Monitoring & Incident Management:
Improve the studio's reliability through monitoring, rapid response, communication and coordination.
Develop and manage the deployment architecture for the application, develop the monitoring architecture and implement monitoring agents, dashboards, escalations and alerts.
Routinely identifies operational problems by observing and studying system architect, functionality and performance results. Troubleshooting procedures with the overall studio architect and investigating surfaced issues, and handling incidents.
Identifies operational priorities by assessing operational objectives; determining project objectives, such as, efficiency, cost savings, energy conservation, operator convenience, safety, environmental quality; estimating relevance, time, and costs.
Development & Data Analyzing:
Develop operational solutions by defining, studying, estimating, and screening alternative solutions; calculating economics; determining impact on total system.
Create new tools to facilitate automated monitoring of the studio's operational environment.
Anticipates operational problems by studying operating targets, modes of operation, unit limitations; monitoring unit performance.
Improves operational quality results by studying, evaluating, and recommending process re architecting, implementing changes, contributing information and opinion to unit design and modification teams.
Provides operational management information by collecting, analyzing, and summarizing operating and engineering data and trends.
Updates job knowledge by participating in educational opportunities; reading professional publications; maintaining personal networks; participating in professional organizations.
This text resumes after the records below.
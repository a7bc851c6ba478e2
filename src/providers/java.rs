//! JVM provider for Maven and Gradle projects

use super::{env_map, CommandOptions, Commands, DetectResult, ProjectFiles, Provider};
use crate::bootstrap::FileInfo;
use crate::fs::ProjectContext;
use anyhow::Result;
use regex::Regex;
use roxmltree::Document;
use std::collections::BTreeMap;
use std::path::Path;
use tracing::debug;

const GRADLE_BUILD_FILES: &[&str] = &["build.gradle.kts", "build.gradle"];

/// Group/artifact fragment to framework tag
const FRAMEWORKS: &[(&str, &str)] = &[
    ("spring-boot", "spring-boot"),
    ("org.springframework.boot", "spring-boot"),
    ("io.quarkus", "quarkus"),
    ("quarkus", "quarkus"),
    ("io.micronaut", "micronaut"),
    ("micronaut", "micronaut"),
];

pub struct JavaProvider;

struct PomInfo {
    java_version: Option<String>,
    framework: Option<&'static str>,
}

fn parse_pom(content: &str) -> Option<PomInfo> {
    let doc = Document::parse(content).ok()?;

    let mut java_version = None;
    let mut framework = None;

    for node in doc.descendants() {
        if java_version.is_none()
            && (node.has_tag_name("java.version")
                || node.has_tag_name("maven.compiler.release")
                || node.has_tag_name("maven.compiler.source"))
        {
            java_version = node.text().map(|t| t.trim().to_string());
        }

        if framework.is_none() && (node.has_tag_name("groupId") || node.has_tag_name("artifactId"))
        {
            if let Some(text) = node.text() {
                framework = FRAMEWORKS
                    .iter()
                    .find(|(needle, _)| text.contains(needle))
                    .map(|(_, fw)| *fw);
            }
        }
    }

    Some(PomInfo {
        java_version,
        framework,
    })
}

fn gradle_java_version(content: &str) -> Option<String> {
    let toolchain = Regex::new(r"JavaLanguageVersion\.of\(\s*(\d+)\s*\)").ok()?;
    if let Some(caps) = toolchain.captures(content) {
        return Some(caps[1].to_string());
    }

    let compat =
        Regex::new(r#"sourceCompatibility\s*=\s*['"]?(?:JavaVersion\.VERSION_)?([\d_.]+)"#).ok()?;
    compat
        .captures(content)
        .map(|caps| caps[1].replace('_', "."))
}

fn gradle_framework(content: &str) -> Option<&'static str> {
    FRAMEWORKS
        .iter()
        .find(|(needle, _)| needle.contains('.') && content.contains(needle))
        .map(|(_, fw)| *fw)
}

impl JavaProvider {
    fn build_tool(result: &DetectResult) -> &str {
        result.package_manager.as_deref().unwrap_or("maven")
    }

    fn executable(result: &DetectResult) -> String {
        match (Self::build_tool(result), result.meta_flag("wrapper")) {
            ("gradle", true) => "./gradlew".to_string(),
            ("gradle", false) => "gradle".to_string(),
            (_, true) => "./mvnw".to_string(),
            (_, false) => "mvn".to_string(),
        }
    }
}

impl Provider for JavaProvider {
    fn name(&self) -> &str {
        "java"
    }

    fn language(&self) -> &str {
        "java"
    }

    fn priority(&self) -> u32 {
        30
    }

    fn detect(
        &self,
        _project_path: &Path,
        files: &[FileInfo],
        ctx: &dyn ProjectContext,
    ) -> Result<DetectResult> {
        let project = ProjectFiles::new(files);

        if let Some(pom) = project.read(ctx, "pom.xml")? {
            let mut evidence = vec!["pom.xml".to_string()];
            let wrapper = project.has_file("mvnw");
            if wrapper {
                evidence.push("mvnw".to_string());
            }

            let (confidence, info) = match parse_pom(&pom) {
                Some(info) => (0.95, Some(info)),
                None => {
                    debug!("pom.xml could not be parsed");
                    (0.8, None)
                }
            };

            let mut result = DetectResult::matched(self.name(), self.language(), confidence)
                .with_package_manager("maven")
                .with_build_tool(if wrapper { "mvnw" } else { "maven" });
            if wrapper {
                result = result.with_metadata("wrapper", "true");
            }
            if let Some(info) = info {
                if let Some(version) = info.java_version {
                    result = result.with_version(version);
                }
                if let Some(framework) = info.framework {
                    result = result.with_framework(framework);
                }
            }
            return Ok(result.with_evidence(evidence, "Maven project (pom.xml)"));
        }

        if let Some(build_file) = project.first_of(GRADLE_BUILD_FILES) {
            let content = project.read(ctx, build_file)?.unwrap_or_default();
            let mut evidence = vec![build_file.to_string()];
            let wrapper = project.has_file("gradlew");
            if wrapper {
                evidence.push("gradlew".to_string());
            }
            if let Some(settings) = project.first_of(&["settings.gradle.kts", "settings.gradle"]) {
                evidence.push(settings.to_string());
            }

            let mut result = DetectResult::matched(self.name(), self.language(), 0.95)
                .with_package_manager("gradle")
                .with_build_tool(if wrapper { "gradlew" } else { "gradle" });
            if wrapper {
                result = result.with_metadata("wrapper", "true");
            }
            if build_file.ends_with(".kts") {
                result = result.with_metadata("kotlin_dsl", "true");
            }
            if let Some(version) = gradle_java_version(&content) {
                result = result.with_version(version);
            }
            if let Some(framework) = gradle_framework(&content) {
                result = result.with_framework(framework);
            }
            return Ok(result.with_evidence(evidence, format!("Gradle project ({})", build_file)));
        }

        Ok(DetectResult::no_match())
    }

    fn generate_commands(&self, result: &DetectResult, options: &CommandOptions) -> Commands {
        let exe = Self::executable(result);
        let gradle = Self::build_tool(result) == "gradle";

        let build = match (gradle, options.offline) {
            (true, false) => format!("{} build -x test", exe),
            (true, true) => format!("{} build -x test --offline", exe),
            (false, false) => format!("{} -DskipTests package", exe),
            (false, true) => format!("{} -o -DskipTests package", exe),
        };

        let jar = if gradle {
            "build/libs/*.jar"
        } else {
            "target/*.jar"
        };
        let start = match result.framework.as_str() {
            "quarkus" if gradle => "java -jar build/quarkus-app/quarkus-run.jar".to_string(),
            "quarkus" => "java -jar target/quarkus-app/quarkus-run.jar".to_string(),
            _ => format!("java $JAVA_OPTS -jar {}", jar),
        };

        let dev = match (result.framework.as_str(), gradle) {
            ("spring-boot", true) => format!("{} bootRun", exe),
            ("spring-boot", false) => format!("{} spring-boot:run", exe),
            ("quarkus", true) => format!("{} quarkusDev", exe),
            ("quarkus", false) => format!("{} quarkus:dev", exe),
            _ => start.clone(),
        };

        Commands {
            dev: vec![dev],
            build: vec![build],
            start: vec![start],
        }
    }

    fn generate_environment(&self, _result: &DetectResult) -> BTreeMap<String, String> {
        env_map(&[("JAVA_OPTS", "-XX:MaxRAMPercentage=75.0")])
    }

    fn needs_native_compilation(&self, _result: &DetectResult) -> bool {
        false
    }

    fn excluded_dirs(&self) -> &[&str] {
        &[".gradle", ".mvn"]
    }
}
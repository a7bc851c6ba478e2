use stackplan::cli::commands::{CliArgs, Commands};
use stackplan::cli::handlers::{handle_detect, handle_plan, handle_providers};
use stackplan::util::logging::{self, LoggingConfig};
use stackplan::VERSION;

use clap::Parser;
use std::env;
use tracing::{debug, Level};

fn main() {
    let args = CliArgs::parse();
    init_logging_from_args(&args);

    debug!("stackplan v{} starting", VERSION);
    debug!("Arguments: {:?}", args);

    let exit_code = match &args.command {
        Commands::Detect(detect_args) => handle_detect(detect_args),
        Commands::Plan(plan_args) => handle_plan(plan_args),
        Commands::Providers(providers_args) => handle_providers(providers_args),
    };

    std::process::exit(exit_code);
}

/// Flag precedence: --log-level, then -v/-q, then STACKPLAN_LOG_LEVEL
fn init_logging_from_args(args: &CliArgs) {
    let level = if let Some(level_str) = &args.log_level {
        logging::parse_level(level_str)
    } else if args.verbose {
        Level::DEBUG
    } else if args.quiet {
        Level::ERROR
    } else {
        let level_str = env::var("STACKPLAN_LOG_LEVEL").unwrap_or_else(|_| "info".to_string());
        logging::parse_level(&level_str)
    };

    logging::init_logging(LoggingConfig {
        level,
        use_json: logging::json_from_env(),
        ..Default::default()
    });
}
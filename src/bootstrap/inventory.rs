use chrono::{DateTime, Utc};
use serde::{Deserialize, Serialize};
use std::path::Path;

/// One entry of the project file inventory
///
/// `path` is relative to the project root and always uses `/` separators.
#[derive(Debug, Clone, PartialEq, Eq, Serialize, Deserialize)]
pub struct FileInfo {
    pub path: String,
    pub name: String,
    pub is_dir: bool,
    #[serde(skip_serializing_if = "Option::is_none")]
    pub size: Option<u64>,
    #[serde(skip_serializing_if = "Option::is_none")]
    pub extension: Option<String>,
    #[serde(skip_serializing_if = "Option::is_none")]
    pub modified: Option<DateTime<Utc>>,
}

impl FileInfo {
    pub fn file(path: impl Into<String>) -> Self {
        let path = normalize(path.into());
        let name = file_name(&path);
        let extension = Path::new(&name)
            .extension()
            .and_then(|e| e.to_str())
            .map(|e| e.to_string());

        Self {
            path,
            name,
            is_dir: false,
            size: None,
            extension,
            modified: None,
        }
    }

    pub fn dir(path: impl Into<String>) -> Self {
        let path = normalize(path.into());
        let name = file_name(&path);

        Self {
            path,
            name,
            is_dir: true,
            size: None,
            extension: None,
            modified: None,
        }
    }

    pub fn with_size(mut self, size: u64) -> Self {
        self.size = Some(size);
        self
    }

    pub fn with_modified(mut self, modified: DateTime<Utc>) -> Self {
        self.modified = Some(modified);
        self
    }

    /// Number of directories between the project root and this entry
    pub fn depth(&self) -> usize {
        self.path.matches('/').count()
    }

    pub fn is_root_level(&self) -> bool {
        !self.path.contains('/')
    }
}

fn normalize(path: String) -> String {
    let path = path.replace('\\', "/");
    path.trim_start_matches("./").trim_matches('/').to_string()
}

fn file_name(path: &str) -> String {
    path.rsplit('/').next().unwrap_or(path).to_string()
}

/// Limits applied while building the inventory
#[derive(Debug, Clone, PartialEq, Eq)]
pub struct ScanOptions {
    pub max_depth: usize,
    pub max_files: usize,
}

impl Default for ScanOptions {
    fn default() -> Self {
        Self {
            max_depth: 10,
            max_files: 1000,
        }
    }
}

#[cfg(test)]
mod tests {
    use super::*;

    #[test]
    fn test_file_info_from_path() {
        let info = FileInfo::file("src/main.go");
        assert_eq!(info.path, "src/main.go");
        assert_eq!(info.name, "main.go");
        assert_eq!(info.extension.as_deref(), Some("go"));
        assert!(!info.is_dir);
        assert_eq!(info.depth(), 1);
        assert!(!info.is_root_level());
    }

    #[test]
    fn test_file_info_normalizes_separators() {
        let info = FileInfo::file(".\\config\\application.rb");
        assert_eq!(info.path, "config/application.rb");
        assert_eq!(info.name, "application.rb");
    }

    #[test]
    fn test_dotfile_has_no_extension() {
        let info = FileInfo::file(".nvmrc");
        assert_eq!(info.name, ".nvmrc");
        assert_eq!(info.extension, None);
        assert!(info.is_root_level());
    }

    #[test]
    fn test_dir_entry() {
        let info = FileInfo::dir("public/");
        assert_eq!(info.path, "public");
        assert!(info.is_dir);
        assert_eq!(info.extension, None);
    }

    #[test]
    fn test_scan_options_default() {
        let options = ScanOptions::default();
        assert_eq!(options.max_depth, 10);
        assert_eq!(options.max_files, 1000);
    }
}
Accomplishes engineering and organization mission by completing related results as needed.
Mastery of Systems Linux and Networking administration
Strong systems engineering and troubleshooting skills
Shell scripting (BASH & PHP)
Strong TCP/IP understanding and ability to produce detailed documentation
Write up new and maintain technical documentation
Ability to administer networking firewalls, routers, and switches
S3 Maintenance, Apache maintenance, Load Balancer Management
Administer and maintain MySQL and other opensource databases
Write and perform basic queries to evaluate database stability, integrity and performance
Large/Big Data Management
Administer and maintain Aurora infrastructure
System Level (Nagios, Munin, Check_MK)
Writing checks & scripts
Log/Application Level (Splunk, Elastic Searching, Apache)
Ability to diagnose infrastructure as a whole!